Given data:

****************

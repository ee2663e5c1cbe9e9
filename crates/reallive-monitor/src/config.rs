//! Monitor configuration.
//!
//! A TOML file deserializes into [`MonitorConfigInput`], where every field is
//! optional. Environment variables and CLI flags are layered on top of the
//! input, and [`MonitorConfigInput::resolve`] fills defaults and validates
//! the result into a [`MonitorConfig`].
//!
//! ```toml
//! flv_base_url = "http://srs:8080"
//! stale_after_ms = 60000
//! srs_api = "http://srs:1985"
//!
//! [[streams]]
//! key = "cam-1"
//! namespace = "live"
//! ```

use std::collections::HashSet;
use std::path::Path;
use std::time::Duration;

use reqwest::Url;
use serde::Deserialize;

use reallive_common::ids::normalize_stream_key;

use crate::error::ConfigError;

pub const DEFAULT_FLV_BASE: &str = "http://localhost:8080";
pub const DEFAULT_NAMESPACE: &str = "live";
pub const DEFAULT_RECONNECT_DELAY: Duration = Duration::from_millis(1500);
pub const DEFAULT_STALE_AFTER: Duration = Duration::from_secs(300);
pub const MIN_STALE_AFTER: Duration = Duration::from_secs(1);
pub const DEFAULT_SWEEP_INTERVAL: Duration = Duration::from_secs(30);
pub const DEFAULT_POLL_INTERVAL: Duration = Duration::from_secs(1);

pub const ENV_FLV_BASE: &str = "SRS_FLV_BASE";
pub const ENV_STALE_MS: &str = "SEI_CACHE_STALE_MS";
pub const ENV_SRS_API: &str = "SRS_API";

// ── Input (as parsed) ───────────────────────────────────────────────

#[derive(Debug, Clone, Default, Deserialize)]
#[serde(default)]
pub struct MonitorConfigInput {
    pub flv_base_url: Option<String>,
    pub reconnect_delay_ms: Option<u64>,
    pub stale_after_ms: Option<u64>,
    pub sweep_interval_ms: Option<u64>,
    pub srs_api: Option<String>,
    pub poll_interval_ms: Option<u64>,
    pub streams: Vec<StreamConfigInput>,
}

#[derive(Debug, Clone, Default, Deserialize)]
#[serde(default)]
pub struct StreamConfigInput {
    pub key: String,
    pub namespace: Option<String>,
}

impl StreamConfigInput {
    /// Parse the CLI form `key` or `key@namespace`.
    pub fn parse(arg: &str) -> Self {
        match arg.rsplit_once('@') {
            Some((key, namespace)) => Self {
                key: key.to_string(),
                namespace: Some(namespace.to_string()),
            },
            None => Self {
                key: arg.to_string(),
                namespace: None,
            },
        }
    }
}

// ── Resolved ────────────────────────────────────────────────────────

/// One stream to monitor from startup.
#[derive(Debug, Clone, PartialEq, Eq)]
pub struct StreamTarget {
    pub stream_id: String,
    pub namespace: String,
}

#[derive(Debug, Clone)]
pub struct MonitorConfig {
    /// Base of the live FLV endpoint; streams live at
    /// `{flv_base}/{namespace}/{stream_id}.flv`.
    pub flv_base: Url,
    pub reconnect_delay: Duration,
    /// Entries untouched for longer than this read as absent.
    pub stale_after: Duration,
    pub sweep_interval: Duration,
    /// SRS HTTP API; enables the live-status poller when set.
    pub srs_api: Option<Url>,
    pub poll_interval: Duration,
    pub streams: Vec<StreamTarget>,
}

fn parse_base_url(field: &str, raw: &str) -> Result<Url, ConfigError> {
    let url = Url::parse(raw.trim())
        .map_err(|e| ConfigError::Invalid(format!("{field}: {e}")))?;
    if !matches!(url.scheme(), "http" | "https") {
        return Err(ConfigError::Invalid(format!(
            "{field}: unsupported scheme {}",
            url.scheme()
        )));
    }
    if url.cannot_be_a_base() {
        return Err(ConfigError::Invalid(format!("{field}: not a base URL")));
    }
    Ok(url)
}

fn non_empty(value: Option<String>) -> Option<String> {
    value.and_then(|v| {
        let trimmed = v.trim();
        if trimmed.is_empty() {
            None
        } else {
            Some(trimmed.to_string())
        }
    })
}

impl MonitorConfigInput {
    pub fn from_toml_str(input: &str) -> Result<Self, ConfigError> {
        if input.trim().is_empty() {
            return Ok(Self::default());
        }
        Ok(toml::from_str(input)?)
    }

    pub fn from_file(path: &Path) -> Result<Self, ConfigError> {
        let text = std::fs::read_to_string(path).map_err(|source| ConfigError::Io {
            path: path.to_path_buf(),
            source,
        })?;
        Self::from_toml_str(&text)
    }

    /// Apply `SRS_FLV_BASE`, `SEI_CACHE_STALE_MS` and `SRS_API` through
    /// `lookup`. Unparseable numbers are ignored.
    pub fn with_env(mut self, lookup: impl Fn(&str) -> Option<String>) -> Self {
        if let Some(base) = non_empty(lookup(ENV_FLV_BASE)) {
            self.flv_base_url = Some(base);
        }
        if let Some(ms) = lookup(ENV_STALE_MS).and_then(|v| v.trim().parse::<u64>().ok()) {
            self.stale_after_ms = Some(ms);
        }
        if let Some(api) = non_empty(lookup(ENV_SRS_API)) {
            self.srs_api = Some(api);
        }
        self
    }

    pub fn resolve(self) -> Result<MonitorConfig, ConfigError> {
        let flv_base = parse_base_url(
            "flv_base_url",
            non_empty(self.flv_base_url).as_deref().unwrap_or(DEFAULT_FLV_BASE),
        )?;
        let srs_api = non_empty(self.srs_api)
            .map(|raw| parse_base_url("srs_api", &raw))
            .transpose()?;

        let stale_after = self
            .stale_after_ms
            .map(Duration::from_millis)
            .unwrap_or(DEFAULT_STALE_AFTER)
            .max(MIN_STALE_AFTER);

        let interval = |ms: Option<u64>, default: Duration, field: &str| {
            let d = ms.map(Duration::from_millis).unwrap_or(default);
            if d.is_zero() {
                Err(ConfigError::Invalid(format!("{field} must be positive")))
            } else {
                Ok(d)
            }
        };
        let sweep_interval = interval(
            self.sweep_interval_ms,
            DEFAULT_SWEEP_INTERVAL,
            "sweep_interval_ms",
        )?;
        let poll_interval = interval(
            self.poll_interval_ms,
            DEFAULT_POLL_INTERVAL,
            "poll_interval_ms",
        )?;

        let mut seen = HashSet::new();
        let mut streams = Vec::new();
        for stream in self.streams {
            let stream_id = normalize_stream_key(&stream.key);
            if stream_id.is_empty() || !seen.insert(stream_id.clone()) {
                continue;
            }
            let namespace =
                non_empty(stream.namespace).unwrap_or_else(|| DEFAULT_NAMESPACE.to_string());
            streams.push(StreamTarget {
                stream_id,
                namespace,
            });
        }

        Ok(MonitorConfig {
            flv_base,
            reconnect_delay: self
                .reconnect_delay_ms
                .map(Duration::from_millis)
                .unwrap_or(DEFAULT_RECONNECT_DELAY),
            stale_after,
            sweep_interval,
            srs_api,
            poll_interval,
            streams,
        })
    }
}

impl MonitorConfig {
    pub fn from_toml_str(input: &str) -> Result<Self, ConfigError> {
        MonitorConfigInput::from_toml_str(input)?.resolve()
    }
}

****************

Exercise requirements: Every line from the data above that contains "Some" must appear in the answer.

Problem solution:
            Some((key, namespace)) => Self {
                namespace: Some(namespace.to_string()),
            Some(trimmed.to_string())
        if let Some(base) = non_empty(lookup(ENV_FLV_BASE)) {
            self.flv_base_url = Some(base);
        if let Some(ms) = lookup(ENV_STALE_MS).and_then(|v| v.trim().parse::<u64>().ok()) {
            self.stale_after_ms = Some(ms);
        if let Some(api) = non_empty(lookup(ENV_SRS_API)) {
            self.srs_api = Some(api);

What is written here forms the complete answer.